Ran across this, and thought I'd share here.  Can't wait to try it myself, I can sure imagine this pretty presentation as part of a brunch buffet....

idaho sunrise (baked eggs and bacon in potato bowls) | gimme some oven
and these too:
http://www.realsimple.com/food-recipes/browse-all-recipes/baked-potato-eggs-10000000659302/


----------



## PrincessFiona60 (May 16, 2010)

Those look like great fun to make and you could get most of it done the day before a brunch, hollowing the potatoes, cooking the bacon.  It would all go together in a snap!  I have two full sheet pans, I'm sure I could get three or four dozen done at once!


----------



## lyndalou (May 16, 2010)

These look great!
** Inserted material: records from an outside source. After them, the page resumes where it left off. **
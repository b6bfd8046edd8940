//! Retrieval engine: answers questions about a session's document.

use std::path::PathBuf;
use std::sync::Arc;

use serde::Serialize;
use tracing::{debug, info, warn};

use docchat_documents::DocumentChunk;
use docchat_embeddings::{Embedder, SearchHit};

use crate::config::{EmbeddingProviderType, RetrievalConfig};
use crate::error::{Result, RetrievalError};
use crate::generation::GenerationProvider;
use crate::prompt::PromptLibrary;
use crate::session::{
    Document, IngestReport, SessionEngine, SessionId, SessionInfo, SessionStore,
};

/// Returned when the generation backend produces no text for a question.
pub const FALLBACK_ANSWER: &str =
    "I apologize, but I couldn't generate a response. Please try rephrasing your question.";

/// Summary reported for a session without an indexed document.
pub const NO_DOCUMENT_SUMMARY: &str = "No document loaded";

const EMPTY_SUMMARY: &str = "Unable to generate summary";

/// Document question answering over isolated sessions.
///
/// Owns the session store, the generation backend and the prompt templates.
/// All methods take caller-supplied session ids and validate them first.
pub struct RetrievalEngine {
    config: RetrievalConfig,
    store: SessionStore,
    generator: Arc<dyn GenerationProvider>,
    prompts: PromptLibrary,
}

/// Which backends have credentials.
#[derive(Debug, Clone, Copy, PartialEq, Eq, Serialize)]
pub struct BackendStatus {
    pub embedding: bool,
    pub generation: bool,
}

impl RetrievalEngine {
    /// Create a new retrieval engine builder.
    pub fn builder() -> RetrievalEngineBuilder {
        RetrievalEngineBuilder::new()
    }

    /// Initialize the engine with the backends named in `config`.
    pub async fn new(config: RetrievalConfig) -> Result<Self> {
        Self::builder().with_config(config).build().await
    }

    pub fn config(&self) -> &RetrievalConfig {
        &self.config
    }

    pub fn store(&self) -> &SessionStore {
        &self.store
    }

    pub fn prompts(&self) -> &PromptLibrary {
        &self.prompts
    }

    /// Whether the embedding and generation backends are configured.
    pub fn backends(&self) -> BackendStatus {
        BackendStatus {
            embedding: self.store.embedder().is_available(),
            generation: self.generator.is_available(),
        }
    }

    /// Create a new, empty session.
    pub async fn create_session(&self) -> Result<SessionId> {
        self.store.create().await
    }

    /// Every stored session.
    pub async fn list_sessions(&self) -> Result<Vec<SessionId>> {
        self.store.list().await
    }

    /// Index a document into a session, replacing any previous document.
    pub async fn ingest(&self, session_id: &str, document: Document) -> Result<IngestReport> {
        let id = SessionId::parse(session_id)?;
        self.store.ingest(&id, document).await
    }

    /// Delete a session. Deleting an unknown session succeeds.
    pub async fn delete_session(&self, session_id: &str) -> Result<()> {
        let id = SessionId::parse(session_id)?;
        self.store.delete(&id).await
    }

    /// Session status, with a document summary once the session is ready.
    ///
    /// Does not load the session into the registry.
    pub async fn describe(&self, session_id: &str) -> Result<SessionInfo> {
        let id = SessionId::parse(session_id)?;
        let (mut info, engine) = self.store.inspect(&id).await?;
        if let Some(engine) = engine {
            info.document_summary = Some(self.summarize_engine(&engine).await);
        }
        Ok(info)
    }

    /// The chunks of a session's document most relevant to `question`.
    pub async fn retrieve(&self, session_id: &str, question: &str) -> Result<Vec<RetrievedChunk>> {
        let id = SessionId::parse(session_id)?;
        let engine = self
            .store
            .get_engine(&id)
            .await?
            .ok_or_else(|| RetrievalError::DocumentNotLoaded(id.to_string()))?;

        let query = self.store.embedder().embed_query(question).await?;
        let hits = engine.search(&query, self.config.query.top_k)?;
        debug!("Retrieved {} chunks for session {id}", hits.len());
        Ok(hits.into_iter().map(RetrievedChunk::from).collect())
    }

    /// Answer `question` from the session's document.
    ///
    /// `template` names a prompt template; `None` uses the configured default.
    pub async fn answer(
        &self,
        session_id: &str,
        question: &str,
        template: Option<&str>,
    ) -> Result<String> {
        let template = self.prompts.select(template)?;
        let chunks = self.retrieve(session_id, question).await?;
        let prompt = template.render(&build_context(&chunks), question);

        let response = self.generator.generate(&prompt).await?;
        if response.trim().is_empty() {
            warn!("Empty generation for session {session_id}; returning fallback answer");
            return Ok(FALLBACK_ANSWER.to_string());
        }
        Ok(response)
    }

    /// Summarize the beginning of the session's document.
    ///
    /// Backend failures are reported in the returned text rather than as an
    /// error, so status reporting keeps working while the backend is down.
    pub async fn summarize(&self, session_id: &str) -> Result<String> {
        let id = SessionId::parse(session_id)?;
        let engine = match self.store.get_engine(&id).await {
            Ok(Some(engine)) => engine,
            Ok(None) | Err(RetrievalError::SessionNotFound(_)) => {
                return Ok(NO_DOCUMENT_SUMMARY.to_string());
            }
            Err(e) => return Err(e),
        };
        Ok(self.summarize_engine(&engine).await)
    }

    async fn summarize_engine(&self, engine: &SessionEngine) -> String {
        let sample: String = engine
            .chunks()
            .iter()
            .take(self.config.query.summary_chunks)
            .map(|chunk| format!("{}\n\n", chunk.text))
            .collect();
        if sample.is_empty() {
            return NO_DOCUMENT_SUMMARY.to_string();
        }

        match self.generator.generate(&summary_prompt(&sample)).await {
            Ok(summary) if summary.trim().is_empty() => EMPTY_SUMMARY.to_string(),
            Ok(summary) => summary,
            Err(e) => {
                warn!(
                    "Summary generation failed for session {}: {e}",
                    engine.session_id()
                );
                format!("Error generating summary: {e}")
            }
        }
    }
}

/// A retrieved chunk with its similarity score.
#[derive(Debug, Clone, PartialEq, Serialize)]
pub struct RetrievedChunk {
    pub chunk: DocumentChunk,
    pub score: f32,
}

impl From<SearchHit<'_, DocumentChunk>> for RetrievedChunk {
    fn from(hit: SearchHit<'_, DocumentChunk>) -> Self {
        Self {
            chunk: hit.chunk.clone(),
            score: hit.score,
        }
    }
}

/// Number each retrieved chunk as a section, best match first.
pub fn build_context(chunks: &[RetrievedChunk]) -> String {
    chunks
        .iter()
        .enumerate()
        .map(|(i, retrieved)| format!("Section {}:\n{}\n", i + 1, retrieved.chunk.text))
        .collect::<Vec<_>>()
        .join("\n")
}

fn summary_prompt(sample: &str) -> String {
    format!(
        "Provide a brief summary of this physiotherapy document based on the following content:\n\n{sample}\n\nSummary:"
    )
}

/// Builder for [`RetrievalEngine`].
///
/// Backends not set explicitly are constructed from the configuration.
pub struct RetrievalEngineBuilder {
    config: RetrievalConfig,
    embedder: Option<Embedder>,
    generator: Option<Arc<dyn GenerationProvider>>,
}

impl RetrievalEngineBuilder {
    /// Create a new builder.
    pub fn new() -> Self {
        Self {
            config: RetrievalConfig::default(),
            embedder: None,
            generator: None,
        }
    }

    /// Replace the whole configuration.
    pub fn with_config(mut self, config: RetrievalConfig) -> Self {
        self.config = config;
        self
    }

    /// Set the sessions directory.
    pub fn with_sessions_dir(mut self, dir: impl Into<PathBuf>) -> Self {
        self.config.sessions_dir = dir.into();
        self
    }

    /// Set the embedding provider type.
    pub fn with_embedding_provider(mut self, provider: EmbeddingProviderType) -> Self {
        self.config.embedding.provider = provider;
        self
    }

    /// Use an already constructed embedder.
    pub fn with_embedder(mut self, embedder: Embedder) -> Self {
        self.embedder = Some(embedder);
        self
    }

    /// Use an already constructed generation backend.
    pub fn with_generator(mut self, generator: Arc<dyn GenerationProvider>) -> Self {
        self.generator = Some(generator);
        self
    }

    /// Build the engine.
    pub async fn build(self) -> Result<RetrievalEngine> {
        let config = self.config;
        config.validate()?;

        let embedder = match self.embedder {
            Some(embedder) => embedder,
            None => config.embedding.build_embedder()?,
        };
        let generator = self
            .generator
            .unwrap_or_else(|| config.generation.build_generator());
        let prompts = PromptLibrary::from_config(&config.prompts)?;
        let splitter = config.chunking.splitter()?;

        if !embedder.is_available() {
            warn!("Embedding provider {} has no API key", embedder.model());
        }
        if !generator.is_available() {
            warn!("Generation provider {} has no API key", generator.name());
        }

        let store = SessionStore::open(&config.sessions_dir, embedder, splitter).await?;
        info!(
            "Retrieval engine ready (top_k {}, chunk size {}, overlap {})",
            config.query.top_k, config.chunking.chunk_size, config.chunking.overlap
        );

        Ok(RetrievalEngine {
            config,
            store,
            generator,
            prompts,
        })
    }
}

impl Default for RetrievalEngineBuilder {
    fn default() -> Self {
        Self::new()
    }
}
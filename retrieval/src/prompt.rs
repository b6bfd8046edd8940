//! Prompt templates.
//!
//! Templates use `{context}` and `{question}` placeholders (`{query}` is
//! accepted for `{question}`); `{{` and `}}` produce literal braces. Templates
//! are parsed once, so a bad placeholder is reported when configuration is
//! loaded rather than on the first question.

use std::collections::BTreeMap;

use crate::config::PromptConfig;
use crate::error::TemplateError;

/// Name of the general physiotherapy template.
pub const PHYSIOTHERAPY: &str = "physiotherapy";

/// Name of the bicep curl coaching template.
pub const BICEP_CURL: &str = "bicep_curl";

const PHYSIOTHERAPY_TEMPLATE: &str = "You are a knowledgeable and careful physiotherapy assistant. \
Answer the patient's question using the excerpts from their document below. \
If the excerpts do not contain the answer, say so plainly and suggest consulting \
a licensed physiotherapist. Do not invent dosages, diagnoses or exercise loads.

Document excerpts:
{context}

Question: {question}

Answer:";

const BICEP_CURL_TEMPLATE: &str = "You are a rehabilitation coach helping someone perform \
bicep curls safely. Use the document excerpts below to answer. Focus on form, tempo, \
range of motion, load progression and warning signs of strain. If the excerpts do not \
cover the question, say so and give only general, conservative guidance.

Document excerpts:
{context}

Question: {question}

Answer:";

#[derive(Debug, Clone, PartialEq, Eq)]
enum Segment {
    Literal(String),
    Context,
    Question,
}

/// A parsed prompt template.
#[derive(Debug, Clone, PartialEq, Eq)]
pub struct PromptTemplate {
    source: String,
    segments: Vec<Segment>,
}

impl PromptTemplate {
    /// Parse a template, rejecting unknown placeholders and stray braces.
    pub fn parse(source: impl Into<String>) -> Result<Self, TemplateError> {
        let source = source.into();
        let mut segments = Vec::new();
        let mut literal = String::new();
        let mut chars = source.char_indices().peekable();

        while let Some((pos, c)) = chars.next() {
            match c {
                '{' if chars.peek().is_some_and(|&(_, next)| next == '{') => {
                    chars.next();
                    literal.push('{');
                }
                '}' if chars.peek().is_some_and(|&(_, next)| next == '}') => {
                    chars.next();
                    literal.push('}');
                }
                '{' => {
                    let mut name = String::new();
                    let mut closed = false;
                    for (_, c) in chars.by_ref() {
                        if c == '}' {
                            closed = true;
                            break;
                        }
                        name.push(c);
                    }
                    if !closed {
                        return Err(TemplateError::UnbalancedBrace(pos));
                    }

                    let segment = match name.as_str() {
                        "context" => Segment::Context,
                        "question" | "query" => Segment::Question,
                        _ => return Err(TemplateError::UnknownVariable(name)),
                    };
                    if !literal.is_empty() {
                        segments.push(Segment::Literal(std::mem::take(&mut literal)));
                    }
                    segments.push(segment);
                }
                '}' => return Err(TemplateError::UnbalancedBrace(pos)),
                c => literal.push(c),
            }
        }
        if !literal.is_empty() {
            segments.push(Segment::Literal(literal));
        }

        Ok(Self { source, segments })
    }

    /// The template text as written.
    pub fn source(&self) -> &str {
        &self.source
    }

    /// Substitute `context` and `question`.
    pub fn render(&self, context: &str, question: &str) -> String {
        let mut out = String::with_capacity(self.source.len() + context.len() + question.len());
        for segment in &self.segments {
            match segment {
                Segment::Literal(text) => out.push_str(text),
                Segment::Context => out.push_str(context),
                Segment::Question => out.push_str(question),
            }
        }
        out
    }
}

/// Parse `template` and fill it in one step.
pub fn assemble(template: &str, context: &str, question: &str) -> Result<String, TemplateError> {
    Ok(PromptTemplate::parse(template)?.render(context, question))
}

/// Named templates selected by configuration.
#[derive(Debug, Clone)]
pub struct PromptLibrary {
    templates: BTreeMap<String, PromptTemplate>,
    default: String,
}

impl PromptLibrary {
    /// Built-in templates, overridden or extended by `config.templates`.
    pub fn from_config(config: &PromptConfig) -> Result<Self, TemplateError> {
        let mut templates = BTreeMap::new();
        templates.insert(
            PHYSIOTHERAPY.to_string(),
            PromptTemplate::parse(PHYSIOTHERAPY_TEMPLATE)?,
        );
        templates.insert(
            BICEP_CURL.to_string(),
            PromptTemplate::parse(BICEP_CURL_TEMPLATE)?,
        );
        for (name, source) in &config.templates {
            templates.insert(name.clone(), PromptTemplate::parse(source.as_str())?);
        }

        if !templates.contains_key(&config.default_template) {
            return Err(TemplateError::UnknownTemplate(
                config.default_template.clone(),
            ));
        }

        Ok(Self {
            templates,
            default: config.default_template.clone(),
        })
    }

    /// Look up a template by name.
    pub fn get(&self, name: &str) -> Result<&PromptTemplate, TemplateError> {
        self.templates
            .get(name)
            .ok_or_else(|| TemplateError::UnknownTemplate(name.to_string()))
    }

    /// The configured default template.
    pub fn default_template(&self) -> Result<&PromptTemplate, TemplateError> {
        self.get(&self.default)
    }

    /// The named template, or the default when `name` is `None`.
    pub fn select(&self, name: Option<&str>) -> Result<&PromptTemplate, TemplateError> {
        match name {
            Some(name) => self.get(name),
            None => self.default_template(),
        }
    }

    /// Registered template names, sorted.
    pub fn names(&self) -> impl Iterator<Item = &str> {
        self.templates.keys().map(String::as_str)
    }
}
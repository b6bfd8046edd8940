//! Request handlers and error mapping.

use std::sync::Arc;

use axum::Json;
use axum::extract::multipart::MultipartError;
use axum::extract::{Multipart, Path, State};
use axum::http::StatusCode;
use axum::response::{IntoResponse, Response};
use serde::{Deserialize, Serialize};
use serde_json::json;
use tracing::{debug, error, info};

use docchat_retrieval::{Document, RetrievalError, SessionId, SessionInfo};

use crate::AppState;

/// An error response, rendered as `{"detail": message}`.
#[derive(Debug)]
pub struct ApiError {
    status: StatusCode,
    detail: String,
}

impl ApiError {
    pub fn new(status: StatusCode, detail: impl Into<String>) -> Self {
        Self {
            status,
            detail: detail.into(),
        }
    }

    pub fn bad_request(detail: impl Into<String>) -> Self {
        Self::new(StatusCode::BAD_REQUEST, detail)
    }

    pub fn status(&self) -> StatusCode {
        self.status
    }
}

impl From<RetrievalError> for ApiError {
    fn from(err: RetrievalError) -> Self {
        let status = match &err {
            RetrievalError::SessionNotFound(_) | RetrievalError::DocumentNotLoaded(_) => {
                StatusCode::NOT_FOUND
            }
            RetrievalError::SessionBusy(_) => StatusCode::CONFLICT,
            RetrievalError::InvalidSessionId(_)
            | RetrievalError::EmptyDocument(_)
            | RetrievalError::Template(_)
            | RetrievalError::Extract(_) => StatusCode::BAD_REQUEST,
            RetrievalError::Embedding(_) | RetrievalError::Generation(_) => StatusCode::BAD_GATEWAY,
            RetrievalError::Configuration(_)
            | RetrievalError::Index(_)
            | RetrievalError::Serialization(_)
            | RetrievalError::Io(_) => StatusCode::INTERNAL_SERVER_ERROR,
        };
        Self::new(status, err.to_string())
    }
}

impl From<MultipartError> for ApiError {
    fn from(err: MultipartError) -> Self {
        Self::new(err.status(), err.body_text())
    }
}

impl IntoResponse for ApiError {
    fn into_response(self) -> Response {
        if self.status.is_server_error() {
            error!("{} {}", self.status, self.detail);
        } else {
            debug!("{} {}", self.status, self.detail);
        }
        (self.status, Json(json!({ "detail": self.detail }))).into_response()
    }
}

type ApiResult<T> = Result<T, ApiError>;

#[derive(Debug, Serialize)]
pub struct SessionResponse {
    pub session_id: String,
    pub message: String,
}

#[derive(Debug, Serialize)]
pub struct UploadResponse {
    pub filename: String,
    pub message: String,
    pub session_id: String,
    pub document_chunks: usize,
}

#[derive(Debug, Deserialize)]
pub struct ChatRequest {
    pub message: String,
    /// Prompt template name; the configured default when absent.
    #[serde(default)]
    pub template: Option<String>,
}

#[derive(Debug, Serialize)]
pub struct ChatResponse {
    pub response: String,
    pub session_id: String,
}

#[derive(Debug, Serialize)]
pub struct SummaryResponse {
    pub session_id: String,
    pub summary: String,
    pub document_chunks: usize,
}

#[derive(Debug, Serialize)]
pub struct SessionList {
    pub sessions: Vec<SessionInfo>,
}

/// `GET /`
pub(crate) async fn root() -> Json<serde_json::Value> {
    Json(json!({
        "message": "Document chat API",
        "version": env!("CARGO_PKG_VERSION"),
        "status": "running",
    }))
}

/// `GET /health`: liveness plus whether the backends have credentials.
pub(crate) async fn health(State(state): State<Arc<AppState>>) -> Json<serde_json::Value> {
    let backends = state.engine.backends();
    Json(json!({
        "status": "healthy",
        "embedding_configured": backends.embedding,
        "generation_configured": backends.generation,
        "sessions_dir": state.engine.config().sessions_dir,
    }))
}

/// `POST /api/sessions`
pub(crate) async fn create_session(
    State(state): State<Arc<AppState>>,
) -> ApiResult<(StatusCode, Json<SessionResponse>)> {
    let id = state.engine.create_session().await?;
    Ok((
        StatusCode::CREATED,
        Json(SessionResponse {
            session_id: id.to_string(),
            message: "Session created successfully".to_string(),
        }),
    ))
}

/// `GET /api/sessions`
pub(crate) async fn list_sessions(State(state): State<Arc<AppState>>) -> ApiResult<Json<SessionList>> {
    let mut sessions = Vec::new();
    for id in state.engine.list_sessions().await? {
        sessions.push(state.engine.describe(id.as_str()).await?);
    }
    Ok(Json(SessionList { sessions }))
}

/// `POST /api/sessions/{id}/upload`, multipart field `file`.
pub(crate) async fn upload_document(
    State(state): State<Arc<AppState>>,
    Path(session_id): Path<String>,
    mut multipart: Multipart,
) -> ApiResult<Json<UploadResponse>> {
    SessionId::parse(&session_id)?;

    let mut upload = None;
    while let Some(field) = multipart.next_field().await? {
        if field.name() != Some("file") {
            continue;
        }
        let filename = field
            .file_name()
            .map(str::to_string)
            .ok_or_else(|| ApiError::bad_request("Uploaded file has no name"))?;
        let bytes = field.bytes().await?;
        upload = Some((filename, bytes));
        break;
    }
    let (filename, bytes) =
        upload.ok_or_else(|| ApiError::bad_request("Missing multipart field \"file\""))?;

    let limits = &state.server;
    if !limits.accepts(&filename) {
        return Err(ApiError::bad_request(format!(
            "File type not allowed. Allowed types: {}",
            limits.allowed_extensions.join(", ")
        )));
    }
    if bytes.len() > limits.max_upload_bytes {
        return Err(ApiError::bad_request(format!(
            "File too large. Maximum size is {}MB",
            limits.max_upload_bytes / (1024 * 1024)
        )));
    }

    let document = Document::new(filename.as_str(), bytes.to_vec())?;
    let report = state.engine.ingest(&session_id, document).await?;
    info!(
        "Upload of {filename} to session {session_id} produced {} chunks",
        report.chunk_count
    );

    Ok(Json(UploadResponse {
        filename,
        message: "Document uploaded and processed successfully".to_string(),
        session_id,
        document_chunks: report.chunk_count,
    }))
}

/// `POST /api/sessions/{id}/chat`
pub(crate) async fn chat(
    State(state): State<Arc<AppState>>,
    Path(session_id): Path<String>,
    Json(request): Json<ChatRequest>,
) -> ApiResult<Json<ChatResponse>> {
    if request.message.trim().is_empty() {
        return Err(ApiError::bad_request("Message must not be empty"));
    }
    let response = state
        .engine
        .answer(&session_id, &request.message, request.template.as_deref())
        .await?;
    Ok(Json(ChatResponse {
        response,
        session_id,
    }))
}

/// `GET /api/sessions/{id}/status`
pub(crate) async fn session_status(
    State(state): State<Arc<AppState>>,
    Path(session_id): Path<String>,
) -> ApiResult<Json<SessionInfo>> {
    Ok(Json(state.engine.describe(&session_id).await?))
}

/// `GET /api/sessions/{id}/summary`
pub(crate) async fn document_summary(
    State(state): State<Arc<AppState>>,
    Path(session_id): Path<String>,
) -> ApiResult<Json<SummaryResponse>> {
    let id = SessionId::parse(&session_id)?;
    let engine = state
        .engine
        .store()
        .get_engine(&id)
        .await?
        .ok_or_else(|| RetrievalError::DocumentNotLoaded(id.to_string()))?;
    let summary = state.engine.summarize(&session_id).await?;
    Ok(Json(SummaryResponse {
        session_id,
        summary,
        document_chunks: engine.chunk_count(),
    }))
}

/// `DELETE /api/sessions/{id}`
pub(crate) async fn delete_session(
    State(state): State<Arc<AppState>>,
    Path(session_id): Path<String>,
) -> ApiResult<Json<serde_json::Value>> {
    state.engine.delete_session(&session_id).await?;
    Ok(Json(json!({
        "message": format!("Session {session_id} deleted successfully"),
    })))
}

#[cfg(test)]
mod tests {
    use super::*;
    use docchat_retrieval::TemplateError;
    use pretty_assertions::assert_eq;

    #[test]
    fn test_status_mapping() {
        let cases = [
            (RetrievalError::SessionNotFound("s".into()), StatusCode::NOT_FOUND),
            (RetrievalError::DocumentNotLoaded("s".into()), StatusCode::NOT_FOUND),
            (RetrievalError::SessionBusy("s".into()), StatusCode::CONFLICT),
            (RetrievalError::InvalidSessionId("x".into()), StatusCode::BAD_REQUEST),
            (
                RetrievalError::Template(TemplateError::UnknownTemplate("t".into())),
                StatusCode::BAD_REQUEST,
            ),
            (
                RetrievalError::Generation(docchat_retrieval::GenerationError::ApiRequest(
                    "down".into(),
                )),
                StatusCode::BAD_GATEWAY,
            ),
            (
                RetrievalError::Io(std::io::Error::other("disk")),
                StatusCode::INTERNAL_SERVER_ERROR,
            ),
        ];
        for (err, status) in cases {
            assert_eq!(ApiError::from(err).status(), status);
        }
    }
}
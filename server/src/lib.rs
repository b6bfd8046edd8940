//! HTTP surface for session-scoped document chat.
//!
//! | Method | Path | |
//! |--------|------|-|
//! | GET | `/` | banner |
//! | GET | `/health` | backend status |
//! | GET, POST | `/api/sessions` | list, create |
//! | DELETE | `/api/sessions/{id}` | delete |
//! | POST | `/api/sessions/{id}/upload` | multipart `file` |
//! | POST | `/api/sessions/{id}/chat` | `{ message, template? }` |
//! | GET | `/api/sessions/{id}/status` | session info |
//! | GET | `/api/sessions/{id}/summary` | document summary |

pub mod config;
mod routes;

use std::sync::Arc;

use axum::Router;
use axum::extract::DefaultBodyLimit;
use axum::routing::{delete, get, post};

use docchat_retrieval::RetrievalEngine;

pub use config::{Cli, Config, ServerConfig};
pub use routes::{ApiError, ChatRequest, ChatResponse, SessionResponse, UploadResponse};

/// Room for multipart framing on top of the file itself, so an oversized
/// file is reported with a message rather than cut off.
const MULTIPART_OVERHEAD: usize = 64 * 1024;

/// Shared state of every handler.
pub struct AppState {
    pub engine: RetrievalEngine,
    pub server: ServerConfig,
}

/// Build the application router.
pub fn router(state: Arc<AppState>) -> Router {
    let upload_limit = state.server.max_upload_bytes.saturating_add(MULTIPART_OVERHEAD);

    Router::new()
        .route("/", get(routes::root))
        .route("/health", get(routes::health))
        .route(
            "/api/sessions",
            get(routes::list_sessions).post(routes::create_session),
        )
        .route("/api/sessions/{id}", delete(routes::delete_session))
        .route(
            "/api/sessions/{id}/upload",
            post(routes::upload_document).layer(DefaultBodyLimit::max(upload_limit)),
        )
        .route("/api/sessions/{id}/chat", post(routes::chat))
        .route("/api/sessions/{id}/status", get(routes::session_status))
        .route("/api/sessions/{id}/summary", get(routes::document_summary))
        .with_state(state)
}
pub mod delete;
pub mod edit;
pub mod new;
pub mod reschedule;
pub mod view;

use std::sync::Arc;

use anyhow::{Context, Result};
use calgrid_core::compositor::{ViewCompositor, ViewConfig};
use calgrid_core::config::EngineConfig;
use calgrid_core::date_range::{DateRange, ViewMode};
use calgrid_core::event::{CalendarEvent, EventId};
use calgrid_core::store::{EventStore, FileStore};
use chrono::{NaiveDate, NaiveDateTime, NaiveTime};

/// Config and store, loaded once per command.
pub struct Workspace {
    pub config: EngineConfig,
    pub store: Arc<dyn EventStore>,
}

impl Workspace {
    pub fn load() -> Result<Self> {
        let config = EngineConfig::load()?;
        let path = config.store_path();
        tracing::debug!(path = %path.display(), "using event store");

        Ok(Workspace {
            store: Arc::new(FileStore::new(path)),
            config,
        })
    }

    pub fn compositor(&self, config: ViewConfig, anchor: NaiveDate) -> ViewCompositor {
        ViewCompositor::new(Arc::clone(&self.store), config, anchor)
    }

    /// A loaded day view around the event with `id`, for commands that
    /// act on a single event.
    pub async fn view_of(&self, id: &EventId) -> Result<(ViewCompositor, CalendarEvent)> {
        let everything = DateRange {
            start: NaiveDateTime::MIN,
            end: NaiveDateTime::MAX,
        };
        let event = self
            .store
            .list(everything)
            .await?
            .into_iter()
            .find(|e| e.id.as_ref() == Some(id))
            .ok_or_else(|| anyhow::anyhow!("Event '{}' not found", id))?;

        let config = ViewConfig {
            mode: ViewMode::Day,
            ..self.config.view_config()
        };
        let view = self.compositor(config, event.day());
        view.load().await?;
        Ok((view, event))
    }
}

/// Parse "2025-03-20T15:00" or "2025-03-20" (midnight).
pub fn parse_cli_datetime(s: &str) -> Result<NaiveDateTime> {
    let s = s.trim();
    if let Ok(dt) = NaiveDateTime::parse_from_str(s, "%Y-%m-%dT%H:%M") {
        return Ok(dt);
    }
    if let Ok(dt) = NaiveDateTime::parse_from_str(s, "%Y-%m-%d %H:%M") {
        return Ok(dt);
    }
    let date = NaiveDate::parse_from_str(s, "%Y-%m-%d")
        .with_context(|| format!("Invalid date/time '{}'. Use YYYY-MM-DD or YYYY-MM-DDTHH:MM", s))?;
    Ok(date.and_time(NaiveTime::MIN))
}

/// Parse a signed offset such as "45m", "-1h 30m" into minutes.
pub fn parse_offset_minutes(s: &str) -> Result<i64> {
    let s = s.trim();
    let (sign, magnitude) = match s.strip_prefix('-') {
        Some(rest) => (-1, rest),
        None => (1, s.strip_prefix('+').unwrap_or(s)),
    };
    let duration = humantime::parse_duration(magnitude.trim())
        .with_context(|| format!("Invalid offset '{}'. Use e.g. 45m, 1h 30m or -15m", s))?;
    let minutes = i64::try_from(duration.as_secs() / 60).context("Offset too large")?;
    Ok(sign * minutes)
}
I hope mine will look as good as yours.


----------



## Mimizkitchen (May 16, 2010)

Kayelle said:


> Ran across this, and thought I'd share here.  Can't wait to try it myself, I can sure imagine this pretty presentation as part of a brunch buffet....
> 
> idaho sunrise (baked eggs and bacon in potato bowls) | gimme some oven
> and these too:
> Baked-Potato Eggs | Real Simple Recipes



Ding, ding, ding the winner for me is realsimple.com... Although they both look great, I love the fact that RS used the inside of the potato... I'm sure going to try this really soon... Thankx Kayelle...


----------